Digital Browsing: Nonfiction from Kelvin

Hello readers!

“Nonfiction” is, perhaps, too broad a term for books. From science to biography, from photography how-to to the history of the airplane, nonfiction spans everything that’s not made up out of author’s heads. But no matter how diverse these books are, they all share one commonality: they are true. We are constantly learning, even after school is done, and these books help us do that. If you’re looking to dig into something meaty and real while you’re at home, here are the best books to help you become an armchair scientist, historian, biographer, photographer…

Read This If You Want to Take Great Photographs, by Henry Carroll


The title pretty much says it all.
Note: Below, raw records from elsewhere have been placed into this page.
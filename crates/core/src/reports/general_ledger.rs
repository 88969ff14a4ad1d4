//! General ledger derivation.

use std::collections::HashMap;

use rust_decimal::Decimal;
use kontor_shared::types::{AccountId, approx_eq, is_material};

use super::error::ReportError;
use super::types::{
    AccountLedger, DateRange, GeneralLedgerReport, GeneralLedgerSummary, LedgerTransaction,
};
use crate::ledger::{Account, LedgerLine, LineFilter};

/// Builds the general ledger for `range`.
///
/// `lines` should hold every line of the company's accounts dated on or before
/// `range.to`; lines dated before `range.from` feed the opening balance, and
/// unreportable or filtered-out lines are skipped. Inactive accounts appear
/// only while they hold reportable lines up to `range.to`. Accounts with no
/// in-range lines and immaterial opening and closing balances are left out.
///
/// # Errors
///
/// Returns `AccountNotFound` if the filter names an account that is not in
/// `accounts`, or is inactive with no reportable lines.
pub fn build_general_ledger(
    accounts: &[Account],
    lines: &[LedgerLine],
    range: DateRange,
    filter: &LineFilter,
) -> Result<GeneralLedgerReport, ReportError> {
    let mut by_account: HashMap<AccountId, Vec<&LedgerLine>> = HashMap::new();
    for line in lines
        .iter()
        .filter(|l| l.is_reportable() && l.entry_date <= range.to && filter.matches(l))
    {
        by_account.entry(line.account_id).or_default().push(line);
    }

    let mut selected: Vec<&Account> = accounts
        .iter()
        .filter(|a| a.is_reported(by_account.contains_key(&a.id)))
        .filter(|a| filter.account_id.is_none_or(|id| a.id == id))
        .collect();

    if let Some(account_id) = filter.account_id.filter(|_| selected.is_empty()) {
        return Err(ReportError::AccountNotFound(account_id));
    }

    selected.sort_by(|a, b| a.code.cmp(&b.code));

    let ledgers: Vec<AccountLedger> = selected
        .into_iter()
        .map(|account| {
            let account_lines = by_account.remove(&account.id).unwrap_or_default();
            account_ledger(account, account_lines, range)
        })
        .filter(|ledger| {
            ledger.transaction_count > 0
                || is_material(ledger.opening_balance)
                || is_material(ledger.closing_balance)
        })
        .collect();

    let total_debit: Decimal = ledgers.iter().map(|l| l.total_debit).sum();
    let total_credit: Decimal = ledgers.iter().map(|l| l.total_credit).sum();
    let summary = GeneralLedgerSummary {
        total_debit,
        total_credit,
        account_count: ledgers.len(),
        transaction_count: ledgers.iter().map(|l| l.transaction_count).sum(),
        is_balanced: approx_eq(total_debit, total_credit),
    };

    Ok(GeneralLedgerReport {
        accounts: ledgers,
        period: range,
        summary,
    })
}

fn account_ledger(account: &Account, mut lines: Vec<&LedgerLine>, range: DateRange) -> AccountLedger {
    // Stable: lines sharing a date keep their load order.
    lines.sort_by_key(|l| l.entry_date);

    let opening_balance = account.opening_balance
        + lines
            .iter()
            .filter(|l| l.entry_date < range.from)
            .map(|l| l.net())
            .sum::<Decimal>();

    let mut balance = opening_balance;
    let mut total_debit = Decimal::ZERO;
    let mut total_credit = Decimal::ZERO;

    let transactions: Vec<LedgerTransaction> = lines
        .into_iter()
        .filter(|l| range.contains(l.entry_date))
        .map(|line| {
            balance += line.net();
            total_debit += line.debit;
            total_credit += line.credit;
            LedgerTransaction {
                date: line.entry_date,
                entry_number: line.entry_number.clone(),
                description: line.description.clone(),
                reference_type: line.reference_type.clone(),
                debit: line.debit,
                credit: line.credit,
                balance,
            }
        })
        .collect();

    AccountLedger {
        account_id: account.id,
        account_code: account.code.clone(),
        account_name: account.name.clone(),
        account_type: account.account_type,
        sub_type: account.sub_type.clone(),
        opening_balance,
        transaction_count: transactions.len(),
        transactions,
        closing_balance: balance,
        total_debit,
        total_credit,
    }
}
//! VAT input and output registers.
//!
//! VAT amounts always come from journal lines on VAT accounts. Source
//! documents only contribute display fields and the status filter.

pub mod register;
pub mod types;

#[cfg(test)]
mod tests;

pub use register::build_vat_register;
pub use types::{DocumentStatusFilter, TaxDocument, VatDirection, VatRegister, VatRegisterRow};
//! Company membership lookups.

use sea_orm::{ColumnTrait, DatabaseConnection, DbErr, EntityTrait, QueryFilter};
use tracing::warn;

use crate::entities::company_members;
use kontor_core::auth::MemberRole;
use kontor_shared::types::{CompanyId, UserId};

/// Company repository.
#[derive(Debug, Clone)]
pub struct CompanyRepository {
    db: DatabaseConnection,
}

impl CompanyRepository {
    /// Creates a new company repository.
    #[must_use]
    pub const fn new(db: DatabaseConnection) -> Self {
        Self { db }
    }

    /// Returns the user's role in the company, or `None` if they are not a member.
    ///
    /// Unrecognized stored roles are treated as no membership.
    pub async fn member_role(
        &self,
        company_id: CompanyId,
        user_id: UserId,
    ) -> Result<Option<MemberRole>, DbErr> {
        let membership = company_members::Entity::find()
            .filter(company_members::Column::CompanyId.eq(company_id.into_inner()))
            .filter(company_members::Column::UserId.eq(user_id.into_inner()))
            .one(&self.db)
            .await?;

        Ok(membership.and_then(|m| {
            let role = MemberRole::parse(&m.role);
            if role.is_none() {
                warn!(company_id = %company_id, user_id = %user_id, role = %m.role, "Unknown member role");
            }
            role
        }))
    }
}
Simple but not simplistic, this book is a pleasure to read, look at, and learn from, regardless of whether or not you care about taking photographs.
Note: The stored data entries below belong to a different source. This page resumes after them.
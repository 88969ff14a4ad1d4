//! Health check endpoint.

use axum::{Json, Router, routing::get};
use serde::Serialize;

use crate::AppState;

/// Health check response.
#[derive(Serialize)]
pub struct HealthResponse {
    /// Service status.
    pub status: &'static str,
    /// Service name.
    pub service: &'static str,
    /// Service version.
    pub version: &'static str,
}

async fn health_check() -> Json<HealthResponse> {
    Json(HealthResponse {
        status: "healthy",
        service: env!("CARGO_PKG_NAME"),
        version: env!("CARGO_PKG_VERSION"),
    })
}

/// Creates health check routes.
pub fn routes() -> Router<AppState> {
    Router::new().route("/health", get(health_check))
}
The Information (A History, A Theory, A Flood), by James Gleick


From primitive African drums to blogs, texts, and tweets, Gleick examines every aspect of information: what it is, how it assumes meaning, how we learned to control its dissemination, and how its ubiquitous presence in today’s world continues to influence and change us.
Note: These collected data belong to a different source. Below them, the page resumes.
//! Audit event types and verb normalization.

use serde::{Deserialize, Serialize};
use serde_json::Value;
use kontor_shared::types::{CompanyId, UserId};

use super::error::AuditError;

/// Closed set of actions stored in the audit log.
#[derive(Debug, Clone, Copy, PartialEq, Eq, Hash, Serialize, Deserialize)]
#[serde(rename_all = "UPPERCASE")]
pub enum AuditAction {
    /// Record was created.
    Insert,
    /// Record was modified (including voids).
    Update,
    /// Record was removed.
    Delete,
    /// Record was reversed by a compensating record.
    Revert,
}

impl AuditAction {
    /// Returns the stored action name.
    #[must_use]
    pub const fn as_str(&self) -> &'static str {
        match self {
            Self::Insert => "INSERT",
            Self::Update => "UPDATE",
            Self::Delete => "DELETE",
            Self::Revert => "REVERT",
        }
    }
}

impl std::fmt::Display for AuditAction {
    fn fmt(&self, f: &mut std::fmt::Formatter<'_>) -> std::fmt::Result {
        f.write_str(self.as_str())
    }
}

/// Maps a caller-facing verb onto the stored action vocabulary.
///
/// Matching is case-insensitive. A void keeps the record in place with a new
/// status, so it is stored as `UPDATE`.
///
/// # Errors
///
/// Returns `UnknownAction` for verbs outside the mapping.
pub fn normalize_action(verb: &str) -> Result<AuditAction, AuditError> {
    match verb.trim().to_lowercase().as_str() {
        "create" | "insert" => Ok(AuditAction::Insert),
        "update" | "edit" | "void" => Ok(AuditAction::Update),
        "delete" => Ok(AuditAction::Delete),
        "reverse" | "revert" => Ok(AuditAction::Revert),
        _ => Err(AuditError::UnknownAction(verb.to_string())),
    }
}

/// Returns the top-level keys whose values differ between two snapshots.
///
/// Non-object snapshots are compared as a whole and reported under `"value"`.
#[must_use]
pub fn changed_fields(old: &Value, new: &Value) -> Vec<String> {
    match (old, new) {
        (Value::Object(before), Value::Object(after)) => {
            let mut fields: Vec<String> = before
                .keys()
                .chain(after.keys().filter(|k| !before.contains_key(*k)))
                .filter(|k| before.get(*k) != after.get(*k))
                .cloned()
                .collect();
            fields.sort();
            fields
        }
        _ if old == new => Vec::new(),
        _ => vec!["value".to_string()],
    }
}

/// One audit log row, ready to append.
#[derive(Debug, Clone, PartialEq, Serialize, Deserialize)]
pub struct AuditEvent {
    /// Owning company.
    pub company_id: CompanyId,
    /// Acting user.
    pub user_id: UserId,
    /// Normalized action.
    pub action: AuditAction,
    /// Table the record lives in.
    pub target_table: String,
    /// Primary key of the record, as text.
    pub record_id: String,
    /// Human-readable identifier (e.g., entry number).
    pub record_identifier: Option<String>,
    /// State before the mutation.
    pub old_data: Option<Value>,
    /// State after the mutation.
    pub new_data: Option<Value>,
    /// Keys that differ between `old_data` and `new_data`.
    pub changed_fields: Vec<String>,
    /// Free-text justification.
    pub reason: Option<String>,
    /// Parent record for line-level events.
    pub parent_record_id: Option<String>,
}

impl AuditEvent {
    /// Starts an event for `record_id` in `target_table`, normalizing `verb`.
    ///
    /// # Errors
    ///
    /// Returns an error if the verb is unknown or the target is empty.
    pub fn new(
        company_id: CompanyId,
        user_id: UserId,
        verb: &str,
        target_table: impl Into<String>,
        record_id: impl Into<String>,
    ) -> Result<Self, AuditError> {
        let action = normalize_action(verb)?;
        let target_table = target_table.into();
        let record_id = record_id.into();

        if target_table.trim().is_empty() || record_id.trim().is_empty() {
            return Err(AuditError::MissingTarget);
        }

        Ok(Self {
            company_id,
            user_id,
            action,
            target_table,
            record_id,
            record_identifier: None,
            old_data: None,
            new_data: None,
            changed_fields: Vec::new(),
            reason: None,
            parent_record_id: None,
        })
    }

    /// Sets the human-readable identifier.
    #[must_use]
    pub fn with_identifier(mut self, identifier: impl Into<String>) -> Self {
        self.record_identifier = Some(identifier.into());
        self
    }

    /// Sets the before/after snapshots and recomputes the changed fields.
    #[must_use]
    pub fn with_data(mut self, old_data: Option<Value>, new_data: Option<Value>) -> Self {
        self.changed_fields = match (&old_data, &new_data) {
            (Some(old), Some(new)) => changed_fields(old, new),
            _ => Vec::new(),
        };
        self.old_data = old_data;
        self.new_data = new_data;
        self
    }

    /// Sets the reason.
    #[must_use]
    pub fn with_reason(mut self, reason: Option<String>) -> Self {
        self.reason = reason.filter(|r| !r.trim().is_empty());
        self
    }

    /// Sets the parent record id.
    #[must_use]
    pub fn with_parent(mut self, parent_record_id: impl Into<String>) -> Self {
        self.parent_record_id = Some(parent_record_id.into());
        self
    }
}

/// Result of a best-effort audit append.
#[derive(Debug, Clone, PartialEq, Eq, Serialize, Deserialize)]
pub struct AuditOutcome {
    /// Whether the row was written.
    pub success: bool,
    /// Failure message, if any.
    #[serde(skip_serializing_if = "Option::is_none")]
    pub error: Option<String>,
}

impl AuditOutcome {
    /// The row was written.
    #[must_use]
    pub const fn written() -> Self {
        Self {
            success: true,
            error: None,
        }
    }

    /// The row could not be written.
    #[must_use]
    pub fn failed(error: impl Into<String>) -> Self {
        Self {
            success: false,
            error: Some(error.into()),
        }
    }
}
The Airplane: How Ideas Gave Us Wings, Jay Spenser


Whether you find it exhilarating or terrifying, modern-day flight is undeniably fascinating. This is the story of how we, formerly a land-bound species, came to invent complex and fast machines that allow us to leave the ground.


The Character of Physical Law, by Richard Feynman


Feynman was as much a philosopher of theoretical physics as well as one of the field’s true geniuses. Gifted also with a spell-binding personality, his lectures joyously take the listener and reader below the surface of equations deep into the heart of nature itself.


Cheever: A Life, by Blake Bailey


Bailey is my favorite practitioner of literary biography. I could have listed as well Bailey’s A Tragic Honesty: the Life and Work of Richard Yates, and I eagerly await his eventual work on the life and art of Philip Roth.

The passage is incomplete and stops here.